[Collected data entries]
=== Begin Enclosure ===

//! Typed equation conditions over pencil indices.

use serde::{Deserialize, Serialize};
use std::fmt;

/// Restricts an equation to a subset of pencils.
///
/// Ball pencils are indexed by degree `ell` and order `m`. Cartesian
/// pencils are indexed by the coefficient index on each Fourier axis.
#[derive(Clone, Debug, PartialEq, Eq, Serialize, Deserialize, Default)]
pub enum Condition {
    #[default]
    Always,
    EllEq(usize),
    EllNe(usize),
    MEq(i64),
    MNe(i64),
    /// Coefficient index on a Cartesian axis equals `index`.
    ModeEq { axis: usize, index: usize },
    ModeNe { axis: usize, index: usize },
    And(Box<Condition>, Box<Condition>),
}

impl Condition {
    pub fn ell_eq(ell: usize) -> Self {
        Self::EllEq(ell)
    }

    pub fn ell_ne(ell: usize) -> Self {
        Self::EllNe(ell)
    }

    pub fn m_eq(m: i64) -> Self {
        Self::MEq(m)
    }

    pub fn m_ne(m: i64) -> Self {
        Self::MNe(m)
    }

    pub fn mode_eq(axis: usize, index: usize) -> Self {
        Self::ModeEq { axis, index }
    }

    pub fn mode_ne(axis: usize, index: usize) -> Self {
        Self::ModeNe { axis, index }
    }

    pub fn and(self, other: Self) -> Self {
        Self::And(Box::new(self), Box::new(other))
    }

    /// Whether the condition refers only to indices of a ball problem.
    pub(crate) fn fits_ball(&self) -> bool {
        match self {
            Self::ModeEq { .. } | Self::ModeNe { .. } => false,
            Self::And(a, b) => a.fits_ball() && b.fits_ball(),
            _ => true,
        }
    }

    /// Whether the condition refers only to Fourier axes among `fourier_axes`.
    pub(crate) fn fits_cartesian(&self, fourier_axes: &[usize]) -> bool {
        match self {
            Self::Always => true,
            Self::EllEq(_) | Self::EllNe(_) | Self::MEq(_) | Self::MNe(_) => false,
            Self::ModeEq { axis, .. } | Self::ModeNe { axis, .. } => fourier_axes.contains(axis),
            Self::And(a, b) => a.fits_cartesian(fourier_axes) && b.fits_cartesian(fourier_axes),
        }
    }

    /// Evaluate at a ball pencil.
    pub(crate) fn holds_ball(&self, ell: usize, m: i64) -> bool {
        match self {
            Self::Always => true,
            Self::EllEq(l) => ell == *l,
            Self::EllNe(l) => ell != *l,
            Self::MEq(v) => m == *v,
            Self::MNe(v) => m != *v,
            Self::ModeEq { .. } | Self::ModeNe { .. } => false,
            Self::And(a, b) => a.holds_ball(ell, m) && b.holds_ball(ell, m),
        }
    }

    /// Evaluate at a Cartesian pencil with per-axis coefficient indices.
    pub(crate) fn holds_cartesian(&self, modes: &[Option<usize>]) -> bool {
        match self {
            Self::Always => true,
            Self::ModeEq { axis, index } => modes.get(*axis).copied().flatten() == Some(*index),
            Self::ModeNe { axis, index } => modes.get(*axis).copied().flatten().is_some_and(|i| i != *index),
            Self::EllEq(_) | Self::EllNe(_) | Self::MEq(_) | Self::MNe(_) => false,
            Self::And(a, b) => a.holds_cartesian(modes) && b.holds_cartesian(modes),
        }
    }
}

impl fmt::Display for Condition {
    fn fmt(&self, f: &mut fmt::Formatter<'_>) -> fmt::Result {
        match self {
            Self::Always => write!(f, "always"),
            Self::EllEq(l) => write!(f, "ell == {l}"),
            Self::EllNe(l) => write!(f, "ell != {l}"),
            Self::MEq(m) => write!(f, "m == {m}"),
            Self::MNe(m) => write!(f, "m != {m}"),
            Self::ModeEq { axis, index } => write!(f, "n{axis} == {index}"),
            Self::ModeNe { axis, index } => write!(f, "n{axis} != {index}"),
            Self::And(a, b) => write!(f, "({a}) and ({b})"),
        }
    }
}

#[cfg(test)]
mod tests {
    use super::*;

    #[test]
    fn test_ball_conditions() {
        let c = Condition::ell_ne(0);
        assert!(!c.holds_ball(0, 0));
        assert!(c.holds_ball(2, -1));
        let both = Condition::ell_eq(1).and(Condition::m_eq(0));
        assert!(both.holds_ball(1, 0));
        assert!(!both.holds_ball(1, 1));
        let off_axis = Condition::m_ne(0).and(Condition::ell_ne(0));
        assert!(off_axis.holds_ball(2, 1));
        assert!(!off_axis.holds_ball(2, 0));
        assert!(both.fits_ball());
        assert!(!Condition::mode_eq(0, 0).fits_ball());
    }

    #[test]
    fn test_cartesian_conditions() {
        let c = Condition::mode_eq(0, 0);
        assert!(c.holds_cartesian(&[Some(0), None]));
        assert!(!c.holds_cartesian(&[Some(3), None]));
        assert!(Condition::mode_ne(0, 0).holds_cartesian(&[Some(3), None]));
        assert!(c.fits_cartesian(&[0]));
        assert!(!c.fits_cartesian(&[1]));
        assert!(!Condition::ell_eq(0).fits_cartesian(&[0]));
        assert_eq!(Condition::ell_ne(0).to_string(), "ell != 0");
    }
}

=== End Enclosure ===

Each line holding "EllNe" in the records should be copied out.

    EllNe(usize),
        Self::EllNe(ell)
            Self::EllEq(_) | Self::EllNe(_) | Self::MEq(_) | Self::MNe(_) => false,
            Self::EllNe(l) => ell != *l,
            Self::EllEq(_) | Self::EllNe(_) | Self::MEq(_) | Self::MNe(_) => false,
            Self::EllNe(l) => write!(f, "ell != {l}"),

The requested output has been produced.